What is needed
Print the entries exactly as given.

Material for this exercise
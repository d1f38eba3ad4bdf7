// SPDX-License-Identifier: BUSL-1.1
// Copyright (c) 2026 Alfred Jean LLC

use super::*;

#[tokio::test]
async fn fake_backend_replays_scripted_outcomes_in_order() {
    let backend = test_support::FakeBackend::new(vec![
        Err(BackendError::ProcessFailed("first try".into())),
        Ok(()),
    ]);
    assert!(backend.download("cpu:m").await.is_err());
    assert!(backend.download("cpu:m").await.is_ok());
    assert_eq!(backend.call_count(), 2);
}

Task response
repository d1f38eba3ad4bdf7
// SPDX-License-Identifier: BUSL-1.1
// Copyright (c) 2026 Alfred Jean LLC

use super::*;

#[tokio::test]
async fn fake_backend_replays_scripted_outcomes_in_order() {
    let backend = test_support::FakeBackend::new(vec![
        Err(BackendError::ProcessFailed("first try".into())),
        Ok(()),
    ]);
    assert!(backend.download("cpu:m").await.is_err());
    assert!(backend.download("cpu:m").await.is_ok());
    assert_eq!(backend.call_count(), 2);
}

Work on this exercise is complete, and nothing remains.